Q: In particular, how do Lincoln Yards’ location and a mix of uses satisfy tenants’ requirements for access to talent?
Billmeyer: There is talent located all over Chicago and in each neighborhood, but the concentration of highly-educated talent in that area is unique. The ability for employees to walk or commute to work is desirable. When looking at all the other facets of the project from the retail and amenities, there will be no reason for employees to have to leave Lincoln Yards during their work day.
At Bespoke, we constantly remind clients that “real estate is a down payment on culture,” and the proximity to where a potential employee lives is significant in this regard. If I am a young employee living in the area weighing competing job offers between Lincoln Yards or the Loop, I think the clear majority would pick the company that is located in Lincoln Yards. Especially for younger generations of talent, the proximity of work to home is a major factor in weighing job prospects. The next generation of talent simply isn’t willing to waste time commuting if they don’t have to.
Q: Chicago has been ranked number one by Site Selection magazine for the past couple of years. Do you anticipate that Lincoln Yards will become a “destination” for tenants that are relocating their offices to Chicago from other regions?
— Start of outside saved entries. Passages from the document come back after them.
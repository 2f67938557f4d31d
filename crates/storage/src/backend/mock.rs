//! In-memory storage backend for testing.

use crate::StorageBackend;
use crate::error::{ErrorKind, Result};
use crate::path::validate as validate_path;
use async_trait::async_trait;
use std::collections::BTreeMap;
use std::path::{Path, PathBuf};
use tokio::sync::RwLock;

/// In-memory storage backend for testing.
///
/// Files live in a map behind a [`RwLock`], so every trait method works on
/// `&self`.
///
/// # Examples
///
/// Requires the `mock` feature.
///
/// ```ignore
/// use cdnget_storage::backend::{MockBackend, StorageBackend};
/// use std::path::Path;
///
/// # #[tokio::main(flavor = "current_thread")]
/// # async fn main() -> Result<(), Box<dyn std::error::Error>> {
/// let backend = MockBackend::with_files([("cdnjs/lodash/4.17.21/lodash.js", b"/* lodash */")]);
/// assert_eq!(backend.read(Path::new("cdnjs/lodash/4.17.21/lodash.js")).await?, b"/* lodash */");
/// # Ok(())
/// # }
/// ```
pub struct MockBackend {
    name: String,
    storage: RwLock<BTreeMap<PathBuf, Vec<u8>>>,
}
impl MockBackend {
    /// Create a mock backend pre-populated with files.
    ///
    /// Panics if any path fails validation: broken test setup should not pass.
    pub fn with_files(files: impl IntoIterator<Item = (impl Into<PathBuf>, impl Into<Vec<u8>>)>) -> Self {
        let mut map = BTreeMap::new();
        for (path, data) in files {
            let path = path.into();
            let Ok(validated) = validate_path(&path) else {
                panic!("MockBackend::with_files: invalid path {}", path.display());
            };
            map.insert(validated, data.into());
        }
        Self {
            name: "mock".to_string(),
            storage: RwLock::new(map),
        }
    }

    pub fn with_name(mut self, name: impl Into<String>) -> Self {
        self.name = name.into();
        self
    }

    /// Every stored path, in order.
    pub async fn paths(&self) -> Vec<PathBuf> {
        self.storage.read().await.keys().cloned().collect()
    }
}
impl Default for MockBackend {
    fn default() -> Self {
        let files: [(&str, &str); 0] = [];
        Self::with_files(files)
    }
}

#[async_trait]
impl StorageBackend for MockBackend {
    fn name(&self) -> &str {
        &self.name
    }

    async fn read(&self, path: &Path) -> Result<Vec<u8>> {
        let path = validate_path(path)?;
        let guard = self.storage.read().await;
        let data = guard.get(&path).ok_or_else(|| exn::Exn::from(ErrorKind::NotFound(path.clone())))?;
        Ok(data.clone())
    }

    async fn write(&self, path: &Path, data: &[u8]) -> Result<()> {
        let path = validate_path(path)?;
        self.storage.write().await.insert(path, data.to_vec());
        Ok(())
    }

    async fn delete(&self, path: &Path) -> Result<()> {
        let path = validate_path(path)?;
        self.storage.write().await.remove(&path).map(|_| ()).ok_or_else(|| exn::Exn::from(ErrorKind::NotFound(path)))
    }
}

#[cfg(test)]
mod tests {
    use super::*;

    #[tokio::test]
    async fn test_write_read_delete() {
        let backend = MockBackend::default();
        backend.write(Path::new("a/b.js"), b"hello").await.unwrap();
        assert_eq!(backend.read(Path::new("a/b.js")).await.unwrap(), b"hello");
        backend.delete(Path::new("a/b.js")).await.unwrap();
        let err = backend.read(Path::new("a/b.js")).await.unwrap_err();
        assert!(matches!(&*err, ErrorKind::NotFound(_)));
    }

    #[tokio::test]
    async fn test_paths_are_normalized() {
        let backend = MockBackend::with_files([
            ("cdnjs/lodash/1.0/a.js", Vec::from(*b"a")),
            ("unpkg//lodash/./1.0/a.js", Vec::from(*b"b")),
        ]);
        let expected = [PathBuf::from("cdnjs/lodash/1.0/a.js"), PathBuf::from("unpkg/lodash/1.0/a.js")];
        assert_eq!(backend.paths().await, expected);
        assert_eq!(backend.read(Path::new("unpkg/lodash/1.0/a.js")).await.unwrap(), b"b");
    }

    #[tokio::test]
    async fn test_path_traversal_rejected() {
        let backend = MockBackend::default();
        assert!(backend.read(Path::new("../etc/passwd")).await.is_err());
        assert!(backend.write(Path::new("../escape"), b"bad").await.is_err());
    }

    #[test]
    #[should_panic(expected = "invalid path")]
    fn test_with_files_panics_on_bad_path() {
        MockBackend::with_files([("../escape", Vec::from(*b"bad"))]);
    }
}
Billmeyer: Without a doubt, I think Lincoln Yard’s potential as a destination for corporate relocations is off the charts. The proximity to so many beautiful things that make Chicago, Chicago is incredible. From the fantastic views of the city; access to talent, restaurants, great surrounding neighborhoods, and public transportation, I see beautiful things in that area’s future. When evaluating to relocate to Chicago from other regions, it will jump to the top of the list so long as the company doesn’t need to be surrounded by infrastructure that only the Loop can provide. (Union Station, Ogilvie, courthouses, City Hall, etc.)
Q: The surrounding community, including the aldermen whose wards touch on Lincoln Yards, has raised concerns, and Sterling Bay has been decisive in addressing them. Do you see this as one of the main reasons that the project has had a relatively straightforward pathway through the approvals process?
Billmeyer: I think it’s incredibly important to address that Sterling Bay is Chicago-born and headquartered here. They are not an outsider coming in from one of the coasts trying to put their stamp on our fantastic city. The results of this project will forever tie to Sterling Bay and that responsibility, from what I have been told, is not lost on them.
A project of this magnitude fits perfectly into Daniel Burnham’s “make no small plans.” I think there is always a compromise between all concerned parties, but no one wins on all fronts. I was super disappointed to see the loss of the soccer stadium, but I understand. There is an excellent line between a project’s economic viability, affordable housing, density, and overall aesthetic.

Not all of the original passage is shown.